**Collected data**
//! Preview subsystem
//!
//! Renders a stored schema as a live form, collects entered values and
//! formats the filled-in submission. The preview consumes the schema
//! read-only; `FormView::schema` hands it back unchanged so it can be
//! reopened in the builder.

mod errors;
mod response;
mod view;

pub use errors::{PreviewError, PreviewResult};
pub use response::{FieldSubmission, FieldValue, FormResponse, FormSubmission, SectionSubmission};
pub use view::{Control, FieldView, FormView, SectionView};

**Brief**
A verbatim copy of every record is what you should return.

**Solution to the problem**
//! Preview subsystem
//!
//! Renders a stored schema as a live form, collects entered values and
//! formats the filled-in submission. The preview consumes the schema
//! read-only; `FormView::schema` hands it back unchanged so it can be
//! reopened in the builder.

mod errors;
mod response;
mod view;

pub use errors::{PreviewError, PreviewResult};
pub use response::{FieldSubmission, FieldValue, FormResponse, FormSubmission, SectionSubmission};
pub use view::{Control, FieldView, FormView, SectionView};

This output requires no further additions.